An invitation to add your own story

Most people I know have a few stories of their childhood tucked away deep inside their pockets. With a little coaxing, (usually over a beer or two,) they pull them out and share them. Often I’ve heard a friend say, “I had completely forgotten that story.” Yet, there it was, just waiting to be picked up and held for a while. Once told, a common bond unites the storyteller and the listener to another place and time of misspent youth.

I encourage you to dig deep in your own pockets, pull out a childhood story, dust it off and send it to this blog.


One thought on “An invitation to add your own story


    The Torah is really a “how-to” book for living a Jewish life in a most righteous manner and it even teaches how a Jewish person must behave in the business world. One concept is that we are commanded to provide a loan to another Jewish person in true need and we are not allowed to charge interest or profit from this loan in any manner. Additionally, we’re not allowed to demand repayment, although it is a good deed to pay back all loans to make the giving party “whole” again.

    My dad grew up in a strictly conservative Jewish home and ours was a bit more on the reformed side. We drove to the synagogue on Saturday morning when the more observant Jews walked. (You’re not supposed to operate machinery on the Sabbath.)

    So it came to be that an orthodox Jewish lawyer living down the street from us owed my father, a physician, a sum of money from accident patients my father treated. For years, the lawyer hadn’t made any effort to pay my dad back from the money the lawyer made from the accident settlements. Naturally, this orthodox Jewish lawyer and his family walked to synagogue on Saturday morning, passing our house at the same time like clockwork.

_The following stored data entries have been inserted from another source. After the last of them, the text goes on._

//! Preset configurations
//!
//! Presets provide complete default configurations for common use cases.

use serde::{Deserialize, Serialize};

/// Configuration preset
#[derive(Debug, Clone, Copy, Default, PartialEq, Eq, Serialize, Deserialize)]
#[serde(rename_all = "lowercase")]
pub enum Preset {
    /// Convert only what is provably equivalent
    ///
    /// - Inline-style fallback: off
    /// - Pseudo carry-forward into variants: on
    /// - Compound variant synthesis: on
    #[default]
    Strict,

    /// Strict plus the inline-style fallback for arrow functions that only
    /// compute from their own props (reported as warnings)
    Permissive,
}

impl Preset {
    /// Parse preset from string
    pub fn from_str(s: &str) -> Result<Self, String> {
        match s.to_lowercase().as_str() {
            "strict" => Ok(Self::Strict),
            "permissive" => Ok(Self::Permissive),
            _ => Err(format!(
                "Unknown preset '{}'. Valid presets: strict, permissive",
                s
            )),
        }
    }

    /// Convert to string
    pub fn as_str(&self) -> &'static str {
        match self {
            Self::Strict => "strict",
            Self::Permissive => "permissive",
        }
    }
}

impl std::fmt::Display for Preset {
    fn fmt(&self, f: &mut std::fmt::Formatter<'_>) -> std::fmt::Result {
        write!(f, "{}", self.as_str())
    }
}

#[cfg(test)]
mod tests {
    use super::*;

    #[test]
    fn test_preset_parsing() {
        assert_eq!(Preset::from_str("strict").unwrap(), Preset::Strict);
        assert_eq!(Preset::from_str("PERMISSIVE").unwrap(), Preset::Permissive);
        assert!(Preset::from_str("fast").is_err());
    }

    #[test]
    fn test_preset_display() {
        assert_eq!(Preset::Strict.to_string(), "strict");
        assert_eq!(Preset::Permissive.to_string(), "permissive");
    }

    #[test]
    fn test_default_preset() {
        assert_eq!(Preset::default(), Preset::Strict);
    }
}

    My father, having been raised to honor the Torah, felt he could not keep asking the lawyer to pay so he devised what I thought was a very funny way to gain some measure of completeness with this negligent attorney.

    My job on Saturday morning was to get dressed for services and then look out our side window and report when I saw the attorney and his family coming. At that moment, my dad would herd us all in his 1967 Chrysler Newport Custom Sedan for the Sabbath’s main event. At the precise moment that the attorney + family were midpoint in front of our home, my dad would back out of the garage, open his window and ask, “Sid, would you like a ride to Synagogue?”

    The look on the lawyer’s face was priceless and made us laugh for most of the drive to the synagogue. He really wanted to accept the ride but just couldn’t do it because it was the Sabbath. He was so spiritually torn by the weekly encounter. But alas, he never did pay my dad back for the work, we got less and less laughter from the joke and the whole affair eventually got filed under “Funny Things My Dad Did/Judaism” in the back of my mind.

    The moral of the story is not an eye for an eye or what goes around, comes around. In my mind it was nothing like that. It was more like something I haven’t yet found in the Torah. If someone owes you money or services, do not get angry or resentful about it. Instead, find the humor and laughter just begging to come out of it as soon as possible.